= Arthur Cohn (rabbi) =

Swiss rabbi (1862–1926)

Arthur Cohn was born in 1862 in Flatow, West Prussia, the son of the local rabbi. He received his rabbinical training at the Hildesheimer Rabbinical Seminary in Berlin under Esriel Hildesheimer. At the same time, he studied history and philology at the University of Berlin and received his doctorate under Theodor Mommsen.
From 1885 until the end of his life, he was the first Orthodox rabbi of the Jewish community of Basel, Switzerland, and the first full-time rabbi to be confirmed in office several times. Until then, the rabbinate had been exercised by the rabbis of Hégenheim. Cohn additionally worked in many other Swiss communities and was renowned within the Orthodox community. Numerous postcards testify to his standing in local communities. Approximately 400 of these postcards are now in the collection of the Jewish Museum of Switzerland, and give insights into the everyday issues of Jews in Switzerland at the beginning of the 20th century.

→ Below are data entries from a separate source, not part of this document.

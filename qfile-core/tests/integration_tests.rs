use std::io::{Cursor, Seek, SeekFrom, Write};
use std::num::NonZeroUsize;

use qfile_core::{
    config, hexcodes, merge_files, read_all, reduce, Decimator, Layout, Merger, QReader, QWriter,
    RecordEncodeExt, ReduceSpec,
};
use qfile_types::{
    ChannelRef, ConfigValue, DataRecord, FileVersion, HeaderRecord, Payload, QfError, QfResult,
    Record,
};
use tempfile::NamedTempFile;

// ===========================================================================
// Helpers — детерминированные тест-данные
// ===========================================================================

/// Пишем предупреждения декодера в вывод теста (`RUST_LOG=debug`).
fn init_logs() {
    let _ = env_logger::builder().is_test(true).try_init();
}

/// Детерминированный заголовок: начало 2024 года от эпохи 0000-01-01.
fn deterministic_header(version: FileVersion) -> HeaderRecord {
    let mut h = HeaderRecord::new(version, 63_839_664_000_000, 512.0);
    if version.is_v12() {
        h.record_count = Some(0);
    }
    h
}

fn known(id: u16) -> ChannelRef {
    ChannelRef::Known(hexcodes::lookup(id).expect("known channel"))
}

/// Скалярный record о давлении; значения точны в half.
fn pressure(version: FileVersion, n: u16, value: f32) -> DataRecord {
    let mut record = DataRecord::new(known(0x160), n as f32 * 0.5, Payload::Scalar(value));
    if version.is_v12() {
        record.number = Some(n);
        record.error_code = Some(0);
        record.t1 = Some(n as f32 * 0.5 + 0.25);
    }
    record
}

/// Спектральный record сдвигового зонда (пилообразный паттерн).
fn shear_spectrum(version: FileVersion, n: u16, bins: usize) -> DataRecord {
    let samples = (0..bins).map(|i| (i % 8) as f32 * 0.25).collect();
    let mut record = DataRecord::new(known(0x920), n as f32 * 0.5, Payload::Spectrum(samples));
    if version.is_v12() {
        record.number = Some(n);
        record.error_code = Some(0);
        record.t1 = Some(n as f32 * 0.5 + 0.25);
    }
    record
}

fn sample_config() -> Record {
    Record::Config(
        config::parse_record(
            "fft_length => 4\n\
             diss_length => 32\n\
             despiking => [8.0, 0.25, 0.04]\n\
             empty => []\n\
             algorithm => \"glide\"",
        )
        .expect("valid config"),
    )
}

/// Собирает полный поток в память: заголовок + записи.
fn build_stream(version: FileVersion, records: &[Record]) -> Vec<u8> {
    let layout = Layout::for_version(version);
    let mut raw = deterministic_header(version).encode(layout).expect("header");
    for record in records {
        raw.extend_from_slice(&record.encode(layout).expect("record"));
    }
    raw
}

fn decode_all(raw: Vec<u8>) -> QfResult<Vec<Record>> {
    read_all(&mut QReader::new(Cursor::new(raw)))
}

// ===========================================================================
// Test Vector #1 — полный файл v1.3: конфигурация, скаляры, спектры
// ===========================================================================

#[test]
fn test_vector_1_v13_full_round_trip() {
    init_logs();
    let records = vec![
        sample_config(),
        Record::Data(pressure(FileVersion::V13, 0, 12.5)),
        Record::Data(shear_spectrum(FileVersion::V13, 1, 16)),
        Record::Data(pressure(FileVersion::V13, 2, 13.0)),
    ];
    let raw = build_stream(FileVersion::V13, &records);

    let decoded = decode_all(raw).unwrap();
    assert_eq!(decoded.len(), 5);
    assert_eq!(
        decoded[0].as_header().unwrap(),
        &deterministic_header(FileVersion::V13)
    );
    assert_eq!(&decoded[1..], &records[..]);
}

#[test]
fn test_vector_1_config_values() {
    let raw = build_stream(FileVersion::V13, &[sample_config()]);
    let decoded = decode_all(raw).unwrap();

    let cfg = decoded[1].as_config().unwrap();
    assert_eq!(cfg.get("fft_length"), Some(&ConfigValue::Integer(4)));
    // Пустой массив — массив нулевой длины, не ошибка и не null
    assert_eq!(cfg.get("empty"), Some(&ConfigValue::Array(vec![])));
    assert_eq!(
        cfg.get("algorithm"),
        Some(&ConfigValue::Text("glide".into()))
    );
    assert!(cfg.duplicate_keys().is_empty());
}

// ===========================================================================
// Test Vector #2 — файл v1.2: поля последовательности, half-выборки
// ===========================================================================

#[test]
fn test_vector_2_v12_full_round_trip() {
    let records = vec![
        sample_config(),
        Record::Data(pressure(FileVersion::V12, 0, 12.5)),
        Record::Data(shear_spectrum(FileVersion::V12, 1, 16)),
    ];
    let raw = build_stream(FileVersion::V12, &records);

    let decoded = decode_all(raw).unwrap();
    assert_eq!(&decoded[1..], &records[..]);

    let data = decoded[2].as_data().unwrap();
    assert_eq!(data.number, Some(0));
    assert_eq!(data.t1, Some(0.25));
}

#[test]
fn test_vector_2_v12_record_is_smaller_prelude_but_wider() {
    // v1.2: прелюдия 16 байт + half-выборки; v1.3: 6 байт + f32
    let l12 = Layout::for_version(FileVersion::V12);
    let l13 = Layout::for_version(FileVersion::V13);

    let r12 = Record::Data(shear_spectrum(FileVersion::V12, 0, 16));
    let r13 = Record::Data(shear_spectrum(FileVersion::V13, 0, 16));

    assert_eq!(r12.encode(l12).unwrap().len(), 4 + 16 + 16 * 2);
    assert_eq!(r13.encode(l13).unwrap().len(), 4 + 6 + 16 * 4);
}

// ===========================================================================
// Test Vector #3 — усечённый хвост
// ===========================================================================

#[test]
fn test_vector_3_truncated_tail_reports_not_fabricates() {
    let records = vec![
        Record::Data(pressure(FileVersion::V13, 0, 1.0)),
        Record::Data(pressure(FileVersion::V13, 1, 2.0)),
        Record::Data(shear_spectrum(FileVersion::V13, 2, 32)),
    ];
    let mut raw = build_stream(FileVersion::V13, &records);
    raw.truncate(raw.len() - 7); // рвём последний record

    let mut reader = QReader::new(Cursor::new(raw));
    let mut ok = 0usize;
    let mut err = None;
    for item in reader.by_ref() {
        match item {
            Ok(_) => ok += 1,
            Err(e) => {
                err = Some(e);
                break;
            }
        }
    }

    // Все предыдущие record'ы выданы, затем TruncatedRecord
    assert_eq!(ok, 3); // заголовок + два полных data
    assert!(matches!(err, Some(QfError::TruncatedRecord { index: 3, .. })));
    assert!(reader.next().is_none(), "после фатальной ошибки поток мёртв");
}

// ===========================================================================
// Слияние
// ===========================================================================

#[test]
fn test_merge_identity_through_codec() {
    let records = vec![
        sample_config(),
        Record::Data(pressure(FileVersion::V13, 0, 1.0)),
    ];
    let raw = build_stream(FileVersion::V13, &records);

    let source = QReader::new(Cursor::new(raw.clone()));
    let merger = Merger::new(vec![source]).unwrap();
    let merged: Vec<Record> = merger.map(|r| r.unwrap()).collect();

    let direct = decode_all(raw).unwrap();
    assert_eq!(merged, direct);
}

#[test]
fn test_merge_ordering_two_decoded_files() {
    let raw1 = build_stream(
        FileVersion::V13,
        &[
            Record::Data(pressure(FileVersion::V13, 0, 1.0)),
            Record::Data(pressure(FileVersion::V13, 1, 2.0)),
        ],
    );
    let raw2 = build_stream(
        FileVersion::V13,
        &[Record::Data(shear_spectrum(FileVersion::V13, 0, 8))],
    );

    let merger = Merger::new(vec![
        QReader::new(Cursor::new(raw1)),
        QReader::new(Cursor::new(raw2)),
    ])
    .unwrap();
    let merged: Vec<Record> = merger.map(|r| r.unwrap()).collect();

    assert_eq!(merged.len(), 4);
    let ids: Vec<u16> = merged[1..]
        .iter()
        .map(|r| r.as_data().unwrap().channel.id())
        .collect();
    assert_eq!(ids, vec![0x160, 0x160, 0x920]);
}

#[test]
fn test_merge_version_conflict_zero_records() {
    let raw1 = build_stream(FileVersion::V13, &[]);
    let raw2 = build_stream(FileVersion::V12, &[]);

    let err = Merger::new(vec![
        QReader::new(Cursor::new(raw1)),
        QReader::new(Cursor::new(raw2)),
    ])
    .unwrap_err();

    assert!(matches!(err, QfError::VersionConflict { stream: 1, .. }));
}

#[test]
fn test_merge_files_on_disk() {
    init_logs();
    let raw1 = build_stream(
        FileVersion::V13,
        &[
            sample_config(),
            Record::Data(pressure(FileVersion::V13, 0, 1.0)),
        ],
    );
    let raw2 = build_stream(
        FileVersion::V13,
        &[Record::Data(pressure(FileVersion::V13, 1, 2.0))],
    );

    let mut f1 = NamedTempFile::new().unwrap();
    f1.write_all(&raw1).unwrap();
    let mut f2 = NamedTempFile::new().unwrap();
    f2.write_all(&raw2).unwrap();

    let mut out = Cursor::new(Vec::new());
    let bytes = merge_files(&[f1.path(), f2.path()], &mut out).unwrap();
    assert!(bytes > 0);

    out.seek(SeekFrom::Start(0)).unwrap();
    let merged = read_all(&mut QReader::new(out)).unwrap();
    assert_eq!(merged.len(), 4); // заголовок + config + два data

    let values: Vec<f32> = merged
        .iter()
        .filter_map(|r| r.as_data())
        .map(|d| match d.payload {
            Payload::Scalar(v) => v,
            _ => unreachable!(),
        })
        .collect();
    assert_eq!(values, vec![1.0, 2.0]);
}

// ===========================================================================
// Сокращение
// ===========================================================================

#[test]
fn test_reduce_through_codec() {
    let raw = build_stream(
        FileVersion::V13,
        &[
            sample_config(),
            Record::Data(pressure(FileVersion::V13, 0, 1.0)),
            Record::Data(shear_spectrum(FileVersion::V13, 1, 8)),
            Record::Data(pressure(FileVersion::V13, 2, 3.0)),
        ],
    );

    let reducer = reduce(QReader::new(Cursor::new(raw)), |d| d.is_spectral());
    let reduced: Vec<Record> = reducer.map(|r| r.unwrap()).collect();

    assert_eq!(reduced.len(), 3); // заголовок + config + спектр
    assert_eq!(reduced[2].as_data().unwrap().channel.id(), 0x920);
}

#[test]
fn test_reduced_stream_reencodes_and_redecodes() {
    let raw = build_stream(
        FileVersion::V13,
        &[
            sample_config(),
            Record::Data(pressure(FileVersion::V13, 0, 1.0)),
            Record::Data(shear_spectrum(FileVersion::V13, 1, 8)),
        ],
    );

    // reduce -> encode -> decode: спектр пережил полный цикл нетронутым
    let reducer = reduce(QReader::new(Cursor::new(raw)), |d| d.is_spectral());
    let mut records = Vec::new();
    let mut header = None;
    for item in reducer {
        match item.unwrap() {
            Record::Header(h) => header = Some(h),
            other => records.push(other),
        }
    }

    let mut writer = QWriter::new(Cursor::new(Vec::new()), header.unwrap()).unwrap();
    for record in &records {
        writer.write_record(record).unwrap();
    }
    let raw2 = writer.finish().unwrap().into_inner();

    let decoded = decode_all(raw2).unwrap();
    assert_eq!(&decoded[1..], &records[..]);
}

#[test]
fn test_reduce_spec_end_to_end() {
    let spec = ReduceSpec::from_json(
        r#"{"channels": ["pressure"], "spectra": [], "config": ["fft_length"]}"#,
    )
    .unwrap();

    let raw = build_stream(
        FileVersion::V13,
        &[
            sample_config(),
            Record::Data(pressure(FileVersion::V13, 0, 1.0)),
            Record::Data(shear_spectrum(FileVersion::V13, 1, 8)),
        ],
    );

    let reduced: Vec<Record> = spec
        .reducer(QReader::new(Cursor::new(raw)))
        .map(|r| r.unwrap())
        .collect();

    assert_eq!(reduced.len(), 3);
    let cfg = reduced[1].as_config().unwrap();
    assert_eq!(cfg.len(), 1);
    assert_eq!(cfg.get("fft_length"), Some(&ConfigValue::Integer(4)));
    assert_eq!(reduced[2].as_data().unwrap().channel.id(), 0x160);
}

#[test]
fn test_decimate_through_codec() {
    let mut records = Vec::new();
    for i in 0..10 {
        records.push(Record::Data(pressure(FileVersion::V13, i, i as f32)));
    }
    let raw = build_stream(FileVersion::V13, &records);

    let stride = NonZeroUsize::new(4).unwrap();
    let decimated: Vec<Record> = Decimator::new(QReader::new(Cursor::new(raw)), stride)
        .map(|r| r.unwrap())
        .collect();

    // Остаются record'ы 0, 4, 8
    assert_eq!(decimated.len(), 4);
    let numbers: Vec<f32> = decimated[1..]
        .iter()
        .map(|r| match r.as_data().unwrap().payload {
            Payload::Scalar(v) => v,
            _ => unreachable!(),
        })
        .collect();
    assert_eq!(numbers, vec![0.0, 4.0, 8.0]);
}

// ===========================================================================
// Файловый ввод-вывод
// ===========================================================================

#[test]
fn test_open_and_stats_on_disk() {
    let raw = build_stream(
        FileVersion::V12,
        &[
            sample_config(),
            Record::Data(pressure(FileVersion::V12, 0, 1.0)),
        ],
    );
    let mut file = NamedTempFile::new().unwrap();
    file.write_all(&raw).unwrap();

    let mut reader = QReader::open(file.path()).unwrap();
    let records = read_all(&mut reader).unwrap();

    assert_eq!(records.len(), 3);
    assert_eq!(reader.version(), Some(FileVersion::V12));
    assert_eq!(reader.stats().records_ok, 3);
    assert_eq!(reader.stats().bytes_processed, raw.len() as u64);
}

#[test]
fn test_writer_backfills_v12_count_on_disk() {
    let file = NamedTempFile::new().unwrap();
    let mut writer = QWriter::new(file.reopen().unwrap(), deterministic_header(FileVersion::V12))
        .unwrap();
    for i in 0..5 {
        writer
            .write_record(&Record::Data(pressure(FileVersion::V12, i, i as f32)))
            .unwrap();
    }
    writer.finish().unwrap();

    let mut reader = QReader::open(file.path()).unwrap();
    let header = reader.next().unwrap().unwrap();
    assert_eq!(header.as_header().unwrap().record_count, Some(5));
}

At the first Zionist Congress in 1897, Cohn gave a short speech in which he called for an official declaration on the relationship of Zionism to religion and expressed the hope "that national Judaism would be the gateway to religious Judaism" (Protocoll, 1911 edition, 215). The speech was received with strong applause. This led to Theodor Herzl's public declaration that "Zionism does not intend anything that could hurt the religious conviction of any direction within Judaism".

Cohn initially supported Zionism. However, at the latest with the Tenth Zionist Congress, which took place in 1911, he no longer saw Zionism and Religious Judaism as compatible.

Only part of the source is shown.